The question hangs between us.
“I don’t know,” I admit. “I don’t know if it’s enough. I don’t know if I can ever forgive you for what you did. I don’t know if what I’m feeling is love or just… the beginning of something that might become love if I let it.”
I set the crystal on the table between us.
“But I know I don’t want to use this.”
He stops breathing. I feel it through the bond—his heart stuttering, his lungs freezing, his whole being suspended in disbelief.
“You took my choice away for sixteen years,” I continue. “You engineered my circumstances, manipulated my isolation, manufactured my need. Everything that led me to your arena was designed to make sure I had no other options.”
“I know—”
“But you forgot something.” I step closer, close enough to touch. “You made me strong. You made me a survivor. Youmade me someone who could face an undefeated champion and draw his blood.” I tilt my head back, meeting his eyes. “And that woman—the one you spent sixteen years creating—she’s choosing to stay. Not because she has to. Because she wants to see what this feeling becomes.”
“Even knowing what I am?”
“You’re a monster.” I don’t flinch from the word. “You’re also the only person who ever saw me. Both things are true. I’m choosing to hold them both.”
He reaches out, his massive hand hovering near my face like he’s afraid to touch me. “I don’t deserve this.”
“No.You don’t.” I close the distance, pressing my cheek into his palm.

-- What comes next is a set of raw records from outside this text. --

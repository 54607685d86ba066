//! Per-invocation command context.
//!
//! `main` builds one [`CommandContext`] from the parsed arguments and hands it
//! to the command handler. Handlers never read configuration from anywhere
//! else.

use crate::cli::{ConvertArgs, PlanArgs, ProbeArgs, RequirementArgs};
use crate::error::CliResult;

use mediary_core::config::{CoreConfig, CoreConfigBuilder, DEFAULT_ARG_SET, DEFAULT_FFPROBE};
use mediary_core::external::{CommandFfprobeExecutor, FfprobeExecutor, ReplayFfprobeExecutor};
use mediary_core::{CoreResult, check_dependency};

use std::path::Path;

/// The prober selected on the command line.
#[derive(Debug, Clone)]
pub enum Prober {
    /// Runs ffprobe.
    Live(CommandFfprobeExecutor),
    /// Replays a captured report.
    Replay(ReplayFfprobeExecutor),
}

impl Prober {
    pub fn new(ffprobe: Option<&str>, probe_output: Option<&Path>) -> Self {
        match probe_output {
            Some(report) => Prober::Replay(ReplayFfprobeExecutor::new(report)),
            None => Prober::Live(CommandFfprobeExecutor::new(
                ffprobe.unwrap_or(DEFAULT_FFPROBE),
            )),
        }
    }

    pub fn is_live(&self) -> bool {
        matches!(self, Prober::Live(_))
    }
}

impl FfprobeExecutor for Prober {
    fn probe_raw(&self, input_path: &Path) -> CoreResult<String> {
        match self {
            Prober::Live(executor) => executor.probe_raw(input_path),
            Prober::Replay(executor) => executor.probe_raw(input_path),
        }
    }
}

/// Everything a command handler needs.
#[derive(Debug, Clone)]
pub struct CommandContext {
    pub config: CoreConfig,
    pub prober: Prober,
}

impl CommandContext {
    /// Context for `convert`.
    pub fn for_convert(args: &ConvertArgs) -> CliResult<Self> {
        let config = requirement_config(&args.requirements)
            .overwrite(!args.no_overwrite)
            .skip_compliant(!args.always_run)
            .dry_run(args.dry_run)
            .build();
        Self::validated(config, &args.requirements)
    }

    /// Context for `plan`.
    pub fn for_plan(args: &PlanArgs) -> CliResult<Self> {
        let config = requirement_config(&args.requirements).build();
        Self::validated(config, &args.requirements)
    }

    /// Context for `probe`.
    pub fn for_probe(args: &ProbeArgs) -> CliResult<Self> {
        let mut builder = CoreConfigBuilder::new();
        if let Some(ffprobe) = &args.ffprobe {
            builder = builder.ffprobe_path(ffprobe.as_str());
        }
        let config = builder.build();
        config.validate()?;
        Ok(Self {
            prober: Prober::new(Some(config.ffprobe_path.as_str()), args.probe_output.as_deref()),
            config,
        })
    }

    fn validated(config: CoreConfig, args: &RequirementArgs) -> CliResult<Self> {
        config.validate()?;
        Ok(Self {
            prober: Prober::new(Some(config.ffprobe_path.as_str()), args.probe_output.as_deref()),
            config,
        })
    }

    /// Verifies the external tools this invocation will actually run.
    pub fn check_dependencies(&self, runs_ffmpeg: bool) -> CliResult<()> {
        if self.prober.is_live() {
            check_dependency(&self.config.ffprobe_path)?;
        }
        if runs_ffmpeg {
            check_dependency(&self.config.ffmpeg_path)?;
        }
        Ok(())
    }
}

fn requirement_config(args: &RequirementArgs) -> CoreConfigBuilder {
    let arg_sets = if args.arg_sets.is_empty() {
        vec![DEFAULT_ARG_SET.to_string()]
    } else {
        args.arg_sets.clone()
    };

    let mut builder = CoreConfigBuilder::new()
        .arg_sets(arg_sets)
        .output_arg_sets(args.output_arg_sets.clone());
    if let Some(dir) = &args.arg_set_dir {
        builder = builder.arg_set_dir(dir.clone());
    }
    if let Some(ffmpeg) = &args.ffmpeg {
        builder = builder.ffmpeg_path(ffmpeg.as_str());
    }
    if let Some(ffprobe) = &args.ffprobe {
        builder = builder.ffprobe_path(ffprobe.as_str());
    }
    if args.no_hwaccel {
        builder = builder.hardware_backends(Vec::new());
    } else if let Some(backends) = &args.hwaccel {
        builder = builder.hardware_backends(backends.clone());
    }
    builder
}
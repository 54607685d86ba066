// mediary-cli/src/lib.rs
//
// Library portion of the Mediary CLI application.
// Contains argument definitions, the command context and command logic.

pub mod cli;
pub mod commands;
pub mod context;
pub mod error;
pub mod logging;
pub mod terminal;

// Re-export items needed by the binary or integration tests
pub use cli::{Cli, Commands, ConvertArgs, PlanArgs, ProbeArgs, RequirementArgs};
pub use commands::{run_arg_sets, run_convert, run_plan, run_probe};
pub use context::{CommandContext, Prober};
pub use error::{CliErrorContext, CliResult};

His skin is warm, rough, trembling. “But I’m not doing this because you deserve it. I’m doing it because I want to. Because somewhere underneath all the rage and betrayal, there’s something growing. Something that might be love.”
“Might be?”
“I don’t know what love is supposed to feel like.” I turn my head, pressing a kiss to his palm. “My parents didn’t teach me. The village didn’t teach me. Everything I know about love I learned from stolen books and desperate dreams.” I look up at him. “But I think this might be the beginning of it. And I want to find out.”
He pulls me into his arms—carefully, reverently, like he’s afraid I’ll shatter or disappear. He lifts me off my feet, pulling me against his chest, and I feel his heart pounding against my cheek. Feel the bond between us singing with relief and something that might finally be hope.
“I’ll spend the rest of my life earning this,” he murmurs against my hair. “Every day. Every moment. I’ll spend centuries proving I’m worthy of what you’re giving me.”
“I don’t forgive you,” I say against his chest. “I may never forgive you. What you did is unforgivable.”
“I know.”
“But I’m choosing you anyway.” I pull back enough to look at his face—ancient, bronze, streaked with tears he’s not bothering to hide. “I’m choosing to build something real with you, even though it started with lies. I’m choosing to see where this goes.”
“Even if it’s dark?”
“Everything about us is dark.” I smile, and it feels strange on my face—fragile, uncertain, but real. “Maybe that’s okay. Maybe love doesn’t have to be clean and bright. Maybe it can grow in shadows too.”